Phyllis Beveridge Nissila
ON THE POPE’S POLITICS
Many non-Catholics who are anti-socialist due to its premise and abysmal historical outcomes are likely scratching their heads over the seeming national homage to the Pope who is visiting the U.S. just now and promoting, many argue, that very political ideology .
Many Catholics who are anti-socialist are likely also scratching their heads for the same reason.
Only for Catholics, it might be a lot more difficult to extricate the Pope and his influence over them from the politics, the icon from the ideology. And the world Catholic count adds up to a LOT of people  to be in any kind of mental dilemma in a period in time when we especially need our wits about us.
There’s likely a third group that also might be stepping back from all the papal pomp and wondering: but wait a minute, whatever happened to “separation of Church and State”? as they listen to the religious leader address the secular Congress of the United States in exquisitely crafted though still undeniably didactic verbiage while he chides this nation for its worst elements and promotes the lofty sounding “ideals” of his political views and how America might come alongside. See  for the text of his full address.
However, as an ex-Catholic, it is because of my concern for the multiple effects of the Pope’s influence on the former group that I write this post. And to help others understand the power of that belief system to control its members via cognitive dissonance (defined below).
For although many outside the Catholic Church are strongly influenced by Pope Francis as well, it is not in the same powerful ways—the same thinking and behavior-influencing ways—that Catholics are.

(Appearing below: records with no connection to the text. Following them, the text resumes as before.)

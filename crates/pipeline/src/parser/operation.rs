//! One request function per API operation.

use std::collections::HashSet;
use tracing::debug;

use genapi_core::graph::{StatementField, StatementFunction, StatementResponse};
use genapi_core::{Error, Result};

use super::schema::{Prop, TypeExpr, schema_to_type};
use super::{HttpClient, Options};
use crate::openapi::{
    ApiDocument, MediaType, Operation, Parameter, ParameterOrRef, PathItem, RequestBodyOrRef,
};
use crate::utils::{quote, quote_if_needed, sanitize_identifier};

const JSON_MEDIA_TYPES: &[&str] = &["application/json", "*/*", "text/json"];
const FORM_MEDIA_TYPES: &[&str] = &["multipart/form-data", "application/x-www-form-urlencoded"];

/// Everything needed to turn one operation into a function.
pub(super) struct OperationContext<'a> {
    pub document: &'a ApiDocument,
    pub path: &'a str,
    pub method: &'static str,
    pub item: &'a PathItem,
    pub operation: &'a Operation,
}

/// The request payload of an operation.
enum Body {
    Json(TypeExpr, bool),
    Form(bool),
}

/// Get operation name: the sanitized operationId, or method plus path segments.
pub(super) fn operation_name(path: &str, method: &str, op: &Operation) -> String {
    if let Some(id) = op.operation_id.as_deref().filter(|id| !id.trim().is_empty()) {
        return sanitize_identifier(id);
    }
    let segments: Vec<&str> = path
        .split('/')
        .map(|segment| segment.trim_matches(|c| c == '{' || c == '}'))
        .filter(|segment| !segment.is_empty())
        .collect();
    sanitize_identifier(&format!("{method} {}", segments.join(" ")))
}

pub(super) fn build_function(
    ctx: &OperationContext<'_>,
    options: &Options,
    response: &StatementResponse,
) -> Result<StatementFunction> {
    let name = operation_name(ctx.path, ctx.method, ctx.operation);
    let parameters = merged_parameters(ctx)?;

    let mut path_fields = Vec::new();
    let mut query_props = Vec::new();
    let mut form_required = None;
    let mut body = None;

    for param in &parameters {
        match param.location.as_str() {
            "path" => {
                let field = StatementField {
                    name: sanitize_identifier(&param.name),
                    ty: Some(schema_to_type(&param.value_schema()).to_string()),
                    required: true,
                    description: describe(param.description.as_deref()),
                };
                path_fields.push((param.name.clone(), field));
            }
            "query" => query_props.push(Prop {
                name: param.name.clone(),
                ty: schema_to_type(&param.value_schema()),
                optional: !param.required,
            }),
            "body" => {
                body = Some(Body::Json(
                    schema_to_type(&param.value_schema()),
                    param.required,
                ));
            }
            "formData" => {
                form_required = Some(form_required.unwrap_or(false) || param.required);
            }
            other => {
                debug!(operation = %name, parameter = %param.name, location = other, "Skipping parameter.");
            }
        }
    }

    // Placeholders the document forgot to declare still need an argument.
    for placeholder in placeholders(ctx.path) {
        if !path_fields.iter().any(|(original, _)| *original == placeholder) {
            let field = StatementField::required(sanitize_identifier(&placeholder), "string");
            path_fields.push((placeholder, field));
        }
    }

    if body.is_none() {
        body = match (form_required, &ctx.operation.request_body) {
            (Some(required), _) => Some(Body::Form(required)),
            (None, Some(request_body)) => request_body_type(ctx.document, request_body)?,
            (None, None) => None,
        };
    }

    let has_query = !query_props.is_empty();
    let mut fields: Vec<StatementField> =
        path_fields.iter().map(|(_, field)| field.clone()).collect();
    if has_query {
        let required = query_props.iter().any(|prop| !prop.optional);
        fields.push(StatementField {
            name: "query".into(),
            ty: Some(TypeExpr::Object(query_props).to_string()),
            required,
            description: Vec::new(),
        });
    }
    let body_kind = body.as_ref().map(|body| match body {
        Body::Json(..) => BodyKind::Json,
        Body::Form(_) => BodyKind::Form,
    });
    if let Some(body) = body {
        let (ty, required) = match body {
            Body::Json(ty, required) => (ty, required),
            Body::Form(required) => (TypeExpr::FORM_DATA, required),
        };
        fields.push(StatementField {
            name: "body".into(),
            ty: Some(ty.to_string()),
            required,
            description: Vec::new(),
        });
    }

    if options.params_partial {
        for field in &mut fields {
            field.required = false;
        }
    }
    // A required parameter cannot follow an optional one.
    fields.sort_by_key(|field| !field.required);
    fields.push(StatementField::optional("config", options.client.config_type()));

    let response_expr = response_type(ctx.operation);
    let response_type = response_expr.to_string();
    let body_type = response.body_type(&response_type);
    let request = Request {
        method: ctx.method,
        url: url_template(ctx.path, &path_fields),
        has_query,
        body: body_kind,
        response_type: &body_type,
        returns_body: response_expr != TypeExpr::VOID,
        has_base_url: options.base_url.is_some(),
    };
    let body = match options.client {
        HttpClient::Axios => request.axios_body(),
        HttpClient::Fetch => request.fetch_body(),
    };

    Ok(StatementFunction {
        name,
        description: function_docs(ctx),
        parameters: fields,
        return_type: Some(response.wrap(&response_type)),
        body,
        is_async: options.client == HttpClient::Fetch,
    })
}

/// Path-level parameters overridden by operation-level ones with the same name
/// and location.
fn merged_parameters(ctx: &OperationContext<'_>) -> Result<Vec<Parameter>> {
    let mut merged: Vec<Parameter> = Vec::new();
    for param in ctx.item.parameters.iter().chain(&ctx.operation.parameters) {
        let param = match param {
            ParameterOrRef::Inline(param) => param.clone(),
            ParameterOrRef::Ref { ref_path } => ctx
                .document
                .parameter(ref_path)
                .cloned()
                .ok_or_else(|| Error::Parse(format!("unresolved parameter reference `{ref_path}`")))?,
        };
        match merged
            .iter_mut()
            .find(|existing| existing.name == param.name && existing.location == param.location)
        {
            Some(existing) => *existing = param,
            None => merged.push(param),
        }
    }
    Ok(merged)
}

fn request_body_type(document: &ApiDocument, body: &RequestBodyOrRef) -> Result<Option<Body>> {
    let body = match body {
        RequestBodyOrRef::Inline(body) => body,
        RequestBodyOrRef::Ref { ref_path } => document.request_body(ref_path).ok_or_else(|| {
            Error::Parse(format!("unresolved request body reference `{ref_path}`"))
        })?,
    };

    if FORM_MEDIA_TYPES.iter().any(|ty| body.content.contains_key(*ty))
        && !JSON_MEDIA_TYPES.iter().any(|ty| body.content.contains_key(*ty))
    {
        return Ok(Some(Body::Form(body.required)));
    }
    let ty = preferred_media(&body.content)
        .and_then(|media| media.schema.as_ref())
        .map_or(TypeExpr::UNKNOWN, schema_to_type);
    Ok(Some(Body::Json(ty, body.required)))
}

fn preferred_media(
    content: &std::collections::BTreeMap<String, MediaType>,
) -> Option<&MediaType> {
    JSON_MEDIA_TYPES
        .iter()
        .find_map(|ty| content.get(*ty))
        .or_else(|| content.values().find(|media| media.schema.is_some()))
}

/// Type of the success response: `200`, then `201`, then any other `2xx`,
/// then `default`.
fn response_type(op: &Operation) -> TypeExpr {
    let success = op
        .responses
        .get("200")
        .or_else(|| op.responses.get("201"))
        .or_else(|| {
            op.responses
                .iter()
                .find(|(code, _)| code.starts_with('2'))
                .map(|(_, response)| response)
        })
        .or_else(|| op.responses.get("default"));

    let Some(response) = success else {
        return TypeExpr::VOID;
    };
    if let Some(schema) = &response.schema {
        return schema_to_type(schema);
    }
    preferred_media(&response.content)
        .and_then(|media| media.schema.as_ref())
        .map_or(TypeExpr::VOID, schema_to_type)
}

fn placeholders(path: &str) -> Vec<String> {
    path.split('{')
        .skip(1)
        .filter_map(|rest| rest.split_once('}').map(|(name, _)| name.to_string()))
        .collect()
}

/// `/users/{user-id}` becomes `` `/users/${userId}` ``.
fn url_template(path: &str, path_fields: &[(String, StatementField)]) -> String {
    let mut url = path.replace('`', "\\`");
    for (original, field) in path_fields {
        url = url.replace(&format!("{{{original}}}"), &format!("${{{}}}", field.name));
    }
    url
}

fn describe(text: Option<&str>) -> Vec<String> {
    text.map(|text| text.lines().map(str::to_string).collect())
        .unwrap_or_default()
}

fn function_docs(ctx: &OperationContext<'_>) -> Vec<String> {
    let op = ctx.operation;
    let mut docs = Vec::new();
    if let Some(summary) = &op.summary {
        docs.push(format!("@summary {summary}"));
    }
    docs.extend(describe(op.description.as_deref()));
    docs.push(format!("@method {}", ctx.method));
    docs.push(format!("@path {}", ctx.path));
    if op.deprecated {
        docs.push("@deprecated".into());
    }
    docs
}

#[derive(Clone, Copy, PartialEq, Eq)]
enum BodyKind {
    Json,
    Form,
}

/// The pieces a request body is assembled from.
struct Request<'a> {
    method: &'static str,
    url: String,
    has_query: bool,
    body: Option<BodyKind>,
    response_type: &'a str,
    returns_body: bool,
    has_base_url: bool,
}

impl Request<'_> {
    fn axios_body(&self) -> Vec<String> {
        let mut options = Vec::new();
        if self.has_base_url {
            options.push("baseURL".to_string());
        }
        options.push("url".into());
        options.push(format!(
            "method: {}",
            quote(&self.method.to_ascii_uppercase())
        ));
        if self.has_query {
            options.push("params: query".into());
        }
        if self.body.is_some() {
            options.push("data: body".into());
        }
        options.push("...config".into());

        vec![
            format!("const url = `{}`", self.url),
            format!(
                "return http.request<{}>({{ {} }})",
                self.response_type,
                options.join(", ")
            ),
        ]
    }

    fn fetch_body(&self) -> Vec<String> {
        let mut lines = Vec::new();
        let prefix = if self.has_base_url { "${baseURL}" } else { "" };
        if self.has_query {
            lines.push(
                "const search = new URLSearchParams((query ?? {}) as Record<string, string>).toString()"
                    .into(),
            );
            lines.push(format!(
                "const url = `{prefix}{}${{search ? `?${{search}}` : ''}}`",
                self.url
            ));
        } else {
            lines.push(format!("const url = `{prefix}{}`", self.url));
        }

        let mut init = vec![format!(
            "method: {}",
            quote(&self.method.to_ascii_uppercase())
        )];
        match self.body {
            Some(BodyKind::Json) => {
                init.push(format!(
                    "headers: {{ {}: {} }}",
                    quote_if_needed("Content-Type"),
                    quote("application/json")
                ));
                init.push("body: JSON.stringify(body)".into());
            }
            Some(BodyKind::Form) => init.push("body".into()),
            None => {}
        }
        init.push("...config".into());

        lines.push(format!(
            "const response = await fetch(url, {{ {} }})",
            init.join(", ")
        ));
        if self.returns_body {
            lines.push("return response.json()".into());
        }
        lines
    }
}

/// Names already taken by earlier operations.
pub(super) fn ensure_unique(names: &mut HashSet<String>, function: &StatementFunction) -> Result<()> {
    if names.insert(function.name.clone()) {
        Ok(())
    } else {
        Err(Error::Parse(format!(
            "duplicate operation name `{}`; each operation must have a unique identifier",
            function.name
        )))
    }
}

And we are talking about his strong influence over roughly 16% of the world’s population.
ON THE DISSONANCE
One concern has to do with the phenomenon, noted above, called “cognitive dissonance,” i.e., “The psychological tension that occurs when one holds mutually exclusive beliefs or attitudes and that often motivates people to modify their thoughts or behaviors in order to reduce the tension” (free dictionary.com, emphasis mine). Thus, the intellectual difficulty of holding two opposing views for whatever reasons.
For non-Catholics and non-believers in general who might be pondering the church/state separation issue, there is a tried and true solution to alleviate this aspect of the pain of cognitive dissonance: critical thinking, although it might take turning off the memes and media for a while (also carefully crafted).
For someone in this camp, the thinking might go like this, if given voice:
Oh, I get it. The man is promoting globalism/socialism/Marxism/the New World Order.
Angst over. Dissonance resolved.
However, in the case of the Roman Catholic, the solution is not so easy, and this is my greater concern. His or her thinking, suffused with Roman Catholic doctrine and tradition, might go more like this, on some level, if given voice:
I can see that what the Pope is promoting aligns with classic socialism/Marxism, and from the research I know that the outcome of that system is devastating for nations and their people, BUT on the other hand the Pope is “the Vicar of Christ”  as the Church teaches and when he speaks on “faith and morals,” (and that’s what he keeps talking about), he is infallible , especially when he speaks “ex cathedra” …
For the Catholic who truly understands his/her religion, and/or who has been taught none other, and/or told that to defy the Pope is to defy God, Himself in some significant, soul-damning way, THAT is a particularly potent triumvirate of beliefs.
Not only is their leader, as believed, the only representative of God, Himself in the world, he is also “without error” when teaching “in the chair,” so to speak, of his infallible authority…
One suffering this kind of cognitive dissonance would have a particularly hard time resolving the mental, psychological and spiritual anxiety, given such Church-binding beliefs.
And the bottom line, given other teachings: no one wants to burn for eternity. For to disobey official Church doctrine is to have committed a sin, likely a “mortal sin,” i.e., the category of sin that damns one to Hell .
Even if one still has a few doubts, going along to avoid the mother of all consequences set in stone by the Mother Church is a powerful motivator to adjust one’s thinking—and to comply with whatever the Pope dictates.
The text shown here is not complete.